Development of effective
topical microbicides for the prevention of HIV-1 sexual transmission represents a primary goal for the control of the
AIDS pandemic. The viral coreceptor CCR5, used by the vast majority of primary HIV-1 isolates, is considered a primary target molecule.
RANTES and its derivatives are the most suitable
protein-based compounds to fight HIV-1 via CCR5 targeting. Yet, receptor activation should be avoided to prevent pro-inflammatory effects and possibly provide anti-inflammatory properties. C1C5
RANTES is a
chemokine mutant that exhibits high anti-HIV-1 potency coupled with CCR5 antagonism. However, the need for the formation of an N-terminal intramolecular
disulfide bridge between non-natural
cysteine residues at positions 1 and 5 represents a challenge for the correct folding of this
protein in recombinant expression systems, a crucial step towards its development as a
microbicide against HIV-1. We report here a rare case of superior folding in a prokaryote as compared to an eukaryotic expression system. Production of C1C5
RANTES was highly impaired in CHO cells, with a dramatic yield reduction compared to that of wild type
RANTES and secretion of the molecule as
disulfide-linked dimer.

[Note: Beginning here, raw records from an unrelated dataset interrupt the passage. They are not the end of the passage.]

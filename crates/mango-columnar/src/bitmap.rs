#![forbid(unsafe_code)]

//! Packed bits for chunk validity and boolean values.

const WORD_BITS: usize = u64::BITS as usize;

/// Split a bit position into its word slot and the mask selecting it inside that word.
#[inline]
fn locate(index: usize) -> (usize, u64) {
    (index / WORD_BITS, 1u64 << (index % WORD_BITS))
}

fn words_for(bits: usize) -> usize {
    bits.div_ceil(WORD_BITS)
}

/// Growable sequence of bits, 64 to a word, position `i` at bit `i % 64` of word `i / 64`.
///
/// Bits past `len` in the last word are always clear, and the number of set bits is
/// tracked on every push so null counts are O(1).
#[derive(Clone, Debug, Default, PartialEq, Eq)]
pub struct BitVec {
    words: Vec<u64>,
    len: usize,
    ones: usize,
}

impl BitVec {
    pub fn new() -> Self {
        Self::default()
    }

    /// Empty, with room for `bits` pushes before reallocating.
    pub fn with_capacity_bits(bits: usize) -> Self {
        Self {
            words: Vec::with_capacity(words_for(bits)),
            ..Self::default()
        }
    }

    /// `bits` set bits; the validity of a chunk without nulls.
    pub fn with_len_all_true(bits: usize) -> Self {
        let mut words = vec![u64::MAX; words_for(bits)];
        let tail = bits % WORD_BITS;
        if let (Some(last), true) = (words.last_mut(), tail != 0) {
            *last >>= WORD_BITS - tail;
        }
        Self {
            words,
            len: bits,
            ones: bits,
        }
    }

    pub fn len(&self) -> usize {
        self.len
    }

    pub fn is_empty(&self) -> bool {
        self.len == 0
    }

    pub fn push(&mut self, value: bool) {
        let (word, mask) = locate(self.len);
        if word == self.words.len() {
            self.words.push(0);
        }
        if value {
            self.words[word] |= mask;
            self.ones += 1;
        }
        self.len += 1;
    }

    /// Bit at `index`. Callers bounds-check against [`BitVec::len`] first.
    pub fn get(&self, index: usize) -> bool {
        debug_assert!(index < self.len, "bit {index} of {}", self.len);
        let (word, mask) = locate(index);
        self.words[word] & mask != 0
    }

    pub fn count_ones(&self) -> usize {
        self.ones
    }

    pub fn count_zeros(&self) -> usize {
        self.len - self.ones
    }

    pub fn all_true(&self) -> bool {
        self.count_zeros() == 0
    }

    pub fn iter(&self) -> impl Iterator<Item = bool> + '_ {
        (0..self.len).map(|i| self.get(i))
    }
}

impl FromIterator<bool> for BitVec {
    fn from_iter<I: IntoIterator<Item = bool>>(iter: I) -> Self {
        let iter = iter.into_iter();
        let mut out = Self::with_capacity_bits(iter.size_hint().0);
        iter.for_each(|bit| out.push(bit));
        out
    }
}

impl From<&[bool]> for BitVec {
    fn from(bits: &[bool]) -> Self {
        bits.iter().copied().collect()
    }
}
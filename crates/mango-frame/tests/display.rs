use std::sync::Arc;

use mango_frame::{read_csv_str, CsvOptions, DataFrame, DisplayOptions, Series};
use pretty_assertions::assert_eq;

#[test]
fn renders_a_boxed_table_with_short_types() {
    let df = read_csv_str("col1,col2,col3\n1,a,1.1\n2,b,2.2\n3,c,3.3", CsvOptions::default())
        .unwrap();
    let expected = "\
+------+------+------+
| col1 | col2 | col3 |
| i64  | str  | f64  |
+------+------+------+
| 1    | a    | 1.1  |
+------+------+------+
| 2    | b    | 2.2  |
+------+------+------+
| 3    | c    | 3.3  |
+------+------+------+
";
    assert_eq!(df.to_string(), expected);
}

#[test]
fn nulls_and_booleans() {
    let df = DataFrame::new(vec![
        Series::from_options("flag", vec![Some(true), None]),
        Series::from_options::<i64>("n", vec![None, Some(12345)]),
    ])
    .unwrap();
    let expected = "\
+------+-------+
| flag | n     |
| bool | i64   |
+------+-------+
| true | null  |
+------+-------+
| null | 12345 |
+------+-------+
";
    assert_eq!(df.to_string(), expected);
}

#[test]
fn long_tables_and_cells_are_shortened() {
    let df = DataFrame::new(vec![
        Series::from_vec("n", (0..10i64).collect()),
        Series::from_vec(
            "s",
            (0..10)
                .map(|i| Arc::<str>::from(format!("value-{i}")))
                .collect(),
        ),
    ])
    .unwrap();
    let rendered = df
        .display_with(DisplayOptions {
            max_rows: 2,
            max_col_width: 4,
        })
        .to_string();
    // The type row is wider than the one-character name, so it sets the width.
    let lines: Vec<&str> = rendered.lines().collect();
    assert_eq!(lines[1], "| n   | s    |");
    assert_eq!(lines[2], "| i64 | str  |");
    assert_eq!(lines[4], "| 0   | val… |");
    assert_eq!(lines[6], "| …   | …    |");
    assert_eq!(lines[8], "| 9   | val… |");
    assert_eq!(lines.len(), 10);
}

#[test]
fn empty_frame() {
    assert_eq!(DataFrame::empty().to_string(), "empty data frame\n");
}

Conversely, a human vaginal isolate of Lactobacillus jensenii engineered to secrete C1C5
RANTES provided efficient delivery of the monomeric
protein. This and other reports on successful secretion of complex
proteins indicate that lactic acid bacteria are an excellent system for the expression of therapeutic
proteins, which can be used as a platform for the engineering of conceptually novel
RANTES mutants with potent anti-HIV-1 activity.